Amnesty raises alarm over Sudan’s embattled Darfur region
LONDON, May 26, (AFP) — The London-based rights organization Amnesty International raised the alarm over the conflict raging in the Sudan’s western Darfur region.
“Militias allied to the government killed hundreds of civilians and government aircraft bombed villages,” said Amnesty in its 2004 report on human rights.
“Up to 600,000 people in Darfur were displaced within the region, and tens of thousands fled to Chad,” it said Wednesday as it charged government security forces had held captive hundreds of people incommunicado and without charge.
The conflict has pitted rebel groups against the Khartoum government, which is fighting alongside an Arab militia group, for the past 16 months.

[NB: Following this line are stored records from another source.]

//! The service registry: token-keyed registrations, request resolution,
//! dependency linking, and validation.
//!
//! The registry moves through Empty -> Populated -> Validated -> Ordered; a
//! re-scan never patches an existing registry, callers build a fresh one.

use std::collections::HashMap;

use serde::{Deserialize, Serialize};

use crate::deps::DependencySpec;
use crate::errors::EngineError;
use crate::scan::ScannedImplementation;

use super::graph::DependencyGraph;
use super::registration::{ImplementationRecord, RegistrationKind, ServiceRegistration};

/// Outcome of resolving one dependency spec. Every extracted spec is
/// classified as exactly one of these, never silently dropped.
#[derive(Debug, Clone, PartialEq, Serialize, Deserialize)]
#[serde(tag = "kind", rename_all = "camelCase")]
pub enum Resolution {
    /// Resolved to the implementation registered under this class token
    Resolved { token: String },
    OptionalMissing,
    RequiredMissing,
}

/// A dependency spec together with its resolution
#[derive(Debug, Clone, PartialEq, Serialize, Deserialize)]
pub struct ResolvedDependency {
    pub spec: DependencySpec,
    pub resolution: Resolution,
}

#[derive(Debug, Clone, PartialEq, Serialize, Deserialize)]
#[serde(tag = "type", rename_all = "camelCase")]
pub enum ValidationError {
    MissingImplementation { token: String, required_by: String },
    CircularDependency { cycle: Vec<String> },
}

impl std::fmt::Display for ValidationError {
    fn fmt(&self, f: &mut std::fmt::Formatter<'_>) -> std::fmt::Result {
        match self {
            Self::MissingImplementation { token, required_by } => {
                write!(f, "missing implementation for '{}' (required by {})", token, required_by)
            }
            Self::CircularDependency { cycle } => {
                write!(f, "circular dependency: {}", cycle.join(" -> "))
            }
        }
    }
}

#[derive(Debug, Clone, PartialEq, Serialize, Deserialize)]
#[serde(tag = "type", rename_all = "camelCase")]
pub enum ValidationWarning {
    /// Interface token with more than one registered implementation;
    /// the last registered wins
    AmbiguousImplementation {
        interface: String,
        candidates: Vec<String>,
    },
    /// Non-interface token registered twice
    DuplicateToken {
        token: String,
        previous: String,
        replacement: String,
    },
}

impl std::fmt::Display for ValidationWarning {
    fn fmt(&self, f: &mut std::fmt::Formatter<'_>) -> std::fmt::Result {
        match self {
            Self::AmbiguousImplementation { interface, candidates } => write!(
                f,
                "ambiguous implementations for '{}': {} (last registered wins)",
                interface,
                candidates.join(", ")
            ),
            Self::DuplicateToken { token, previous, replacement } => write!(
                f,
                "token '{}' re-registered: {} replaced by {}",
                token, previous, replacement
            ),
        }
    }
}

/// Result of a registry validation pass
#[derive(Debug, Clone, Serialize, Deserialize)]
#[serde(rename_all = "camelCase")]
pub struct ValidationReport {
    pub is_valid: bool,
    pub errors: Vec<ValidationError>,
    pub warnings: Vec<ValidationWarning>,
}

#[derive(Debug, Clone, Copy, PartialEq, Eq)]
pub enum RegistryState {
    Empty,
    Populated,
    Validated,
    Ordered,
}

/// Token-keyed registry of every discovered implementation
pub struct ServiceRegistry {
    registrations: HashMap<String, ServiceRegistration>,
    implementations: HashMap<String, ImplementationRecord>,
    /// class name -> class token
    class_index: HashMap<String, String>,
    /// interface name -> every candidate implementation name, in
    /// registration order; kept for diagnostics even after last-wins
    interface_index: HashMap<String, Vec<String>>,
    /// owner class token -> resolved dependencies
    links: HashMap<String, Vec<ResolvedDependency>>,
    pending: Vec<(String, Vec<DependencySpec>)>,
    graph: DependencyGraph,
    duplicate_warnings: Vec<ValidationWarning>,
    state: RegistryState,
}

impl ServiceRegistry {
    pub fn new() -> Self {
        Self {
            registrations: HashMap::new(),
            implementations: HashMap::new(),
            class_index: HashMap::new(),
            interface_index: HashMap::new(),
            links: HashMap::new(),
            pending: Vec::new(),
            graph: DependencyGraph::new(),
            duplicate_warnings: Vec::new(),
            state: RegistryState::Empty,
        }
    }

    /// Insert every record of one scanned implementation, plus its raw
    /// dependency specs for later linking. Duplicate tokens overwrite the
    /// previous entry and record a warning.
    pub fn register(&mut self, scanned: &ScannedImplementation, deps: Vec<DependencySpec>) {
        let class_token = scanned.class_token().to_string();

        for record in &scanned.records {
            if let Some(previous) = self.implementations.get(&record.token) {
                if previous.implementation_name != record.implementation_name
                    && record.kind != RegistrationKind::Interface
                {
                    self.duplicate_warnings.push(ValidationWarning::DuplicateToken {
                        token: record.token.clone(),
                        previous: previous.implementation_name.clone(),
                        replacement: record.implementation_name.clone(),
                    });
                }
                tracing::warn!(
                    token = %record.token,
                    previous = %previous.implementation_name,
                    replacement = %record.implementation_name,
                    "token re-registered, last registration wins"
                );
            }

            self.registrations.insert(
                record.token.clone(),
                ServiceRegistration {
                    token: record.token.clone(),
                    scope: scanned.scope,
                    dependency_tokens: Vec::new(),
                    factory_name: format!("create{}", record.implementation_name),
                    registration_kind: record.kind,
                },
            );
            self.implementations.insert(record.token.clone(), record.clone());

            if let Some(interface) = &record.interface_name {
                self.interface_index
                    .entry(interface.clone())
                    .or_default()
                    .push(record.implementation_name.clone());
            }
        }

        self.class_index
            .insert(scanned.class.name.clone(), class_token.clone());
        self.graph.add_node(class_token.clone());
        self.pending.push((class_token, deps));
        self.state = RegistryState::Populated;
    }

    /// Resolve a request token to an implementation record. Direct map
    /// lookup; last registration under the token wins.
    pub fn resolve(&self, token: &str) -> Option<&ImplementationRecord> {
        self.implementations.get(token)
    }

    pub fn registration(&self, token: &str) -> Option<&ServiceRegistration> {
        self.registrations.get(token)
    }

    /// Resolve a request to the winning implementation's class token
    pub fn resolve_to_class_token(&self, token: &str) -> Option<&str> {
        let record = self.implementations.get(token)?;
        self.class_index
            .get(&record.implementation_name)
            .map(String::as_str)
    }

    /// Classify every pending dependency spec and build the graph edges.
    /// Idempotent per registration batch: call once after all `register`s.
    pub fn link(&mut self) {
        let pending = std::mem::take(&mut self.pending);
        for (owner_token, specs) in pending {
            let mut resolved = Vec::with_capacity(specs.len());
            for spec in specs {
                let target = self.resolve_to_class_token(&spec.token).map(str::to_string);
                let resolution = match target {
                    Some(token) => {
                        self.graph.add_edge(owner_token.clone(), token.clone());
                        Resolution::Resolved { token }
                    }
                    None if spec.optional => Resolution::OptionalMissing,
                    None => Resolution::RequiredMissing,
                };
                resolved.push(ResolvedDependency { spec, resolution });
            }
            self.links.insert(owner_token, resolved);
        }

        // Every registration of an implementation shares the factory, so
        // they all carry the same dependency list
        for registration in self.registrations.values_mut() {
            let impl_name = registration
                .factory_name
                .strip_prefix("create")
                .unwrap_or(&registration.factory_name);
            if let Some(class_token) = self.class_index.get(impl_name) {
                if let Some(deps) = self.links.get(class_token) {
                    registration.dependency_tokens = deps
                        .iter()
                        .filter_map(|d| match &d.resolution {
                            Resolution::Resolved { token } => Some(token.clone()),
                            _ => None,
                        })
                        .collect();
                }
            }
        }
    }

    /// Validate the linked registry: dangling required dependencies are
    /// errors, cycles are errors, interface ambiguity is a warning.
    pub fn validate(&mut self) -> ValidationReport {
        let mut errors = Vec::new();
        let mut warnings = self.duplicate_warnings.clone();

        for deps in self.links.values() {
            for dep in deps {
                if dep.resolution == Resolution::RequiredMissing {
                    errors.push(ValidationError::MissingImplementation {
                        token: dep.spec.token.clone(),
                        required_by: dep.spec.owner_name.clone(),
                    });
                }
            }
        }
        errors.sort_by(|a, b| format!("{:?}", a).cmp(&format!("{:?}", b)));

        for cycle in self.graph.detect_cycles() {
            errors.push(ValidationError::CircularDependency { cycle });
        }

        let mut interfaces: Vec<_> = self.interface_index.iter().collect();
        interfaces.sort_by_key(|(name, _)| name.as_str());
        for (interface, candidates) in interfaces {
            if candidates.len() > 1 {
                warnings.push(ValidationWarning::AmbiguousImplementation {
                    interface: interface.clone(),
                    candidates: candidates.clone(),
                });
            }
        }

        let report = ValidationReport {
            is_valid: errors.is_empty(),
            errors,
            warnings,
        };
        if report.is_valid {
            self.state = RegistryState::Validated;
        }
        report
    }

    /// Generation order: every dependency before its dependents. The same
    /// cycle detector as `validate` backs the failure path.
    pub fn topological_order(&mut self) -> Result<Vec<&ServiceRegistration>, EngineError> {
        let class_order = self
            .graph
            .topological_order()
            .map_err(|cycle| EngineError::CircularDependency { cycle })?;
        self.state = RegistryState::Ordered;

        let mut ordered = Vec::new();
        for class_token in &class_order {
            let Some(class_record) = self.implementations.get(class_token) else {
                continue;
            };
            let impl_name = class_record.implementation_name.clone();
            // Class token first, then the other registrations of the same
            // implementation in deterministic order
            let mut tokens: Vec<&String> = self
                .registrations
                .keys()
                .filter(|t| {
                    self.implementations
                        .get(*t)
                        .is_some_and(|r| r.implementation_name == impl_name)
                })
                .collect();
            tokens.sort();
            if let Some(pos) = tokens.iter().position(|t| *t == class_token) {
                tokens.rotate_left(pos);
            }
            for token in tokens {
                ordered.push(&self.registrations[token]);
            }
        }
        Ok(ordered)
    }

    pub fn links(&self) -> &HashMap<String, Vec<ResolvedDependency>> {
        &self.links
    }

    pub fn resolved_dependencies(&self, class_token: &str) -> &[ResolvedDependency] {
        self.links
            .get(class_token)
            .map(Vec::as_slice)
            .unwrap_or(&[])
    }

    pub fn graph(&self) -> &DependencyGraph {
        &self.graph
    }

    pub fn class_index(&self) -> &HashMap<String, String> {
        &self.class_index
    }

    pub fn interface_index(&self) -> &HashMap<String, Vec<String>> {
        &self.interface_index
    }

    pub fn registrations(&self) -> &HashMap<String, ServiceRegistration> {
        &self.registrations
    }

    pub fn implementations(&self) -> &HashMap<String, ImplementationRecord> {
        &self.implementations
    }

    pub fn state(&self) -> RegistryState {
        self.state
    }

    /// Number of distinct implementations (not registrations)
    pub fn implementation_count(&self) -> usize {
        self.class_index.len()
    }
}

impl Default for ServiceRegistry {
    fn default() -> Self {
        Self::new()
    }
}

Amnesty also denounced the widespread use of torture in war-torn Sudan, including against women, particularly in Darfur.
Rebels based in the oil-rich south of the country have also been fighting Khartoum since 1983, in what is currently Africa’s longest civil war.
The report noted that a ceasefire between the government and the southern-based Sudan People’s Liberation Army (SPLA) held most of last year, saying however that government-sponsored militias had burnt villages and killed scores of civilians in the country’s oil-rich areas.
Kenya said Tuesday Khartoum and the SPLA will sign key deals Wednesday on the remaining issues standing in the way of a final accord to end 21 years of civil war in the south, which together with recurrent famine and disease has claimed at least 1.5 million lives and displaced more than four million people.
Kenya has for two years been hosting the latest round of talks to end Sudan’s broader war, which opposes the mainly Christian and animist SPLA against the Islamic, Arabized regime in Khartoum.
The conflict in Darfur pits Khartoum and an allied Arab militia against ethnic African rebel groups.
The deals that are poised to be signed in Kenya on Wednesday do not cover the Darfur conflict.
Amnesty reported 10 executions last year and 100 death sentences handed out by the government. The report also slammed arbitrary trials.
It said floggings were imposed for several offenses, including public order offences.
Amputations were not known to have been carried out, however.
Police forces often resorted to excessive force against student demonstrations, using tear gas, beatings and firing live ammunition, Amnesty said, pointing to the government’s failure to investigate the deaths of three students.
Indigenous rights groups and newspapers saw their freedom of expression curbed and some of their staff momentarily jailed, it said.
Highlighting violence against women, Amnesty said they were often abducted and raped by pro-government militia members and that their freedom of movement was restricted.
“Women were singled out for flogging as a punishment for unlawful sexual intercourse in circumstances where men normally escaped unpunished,” it said.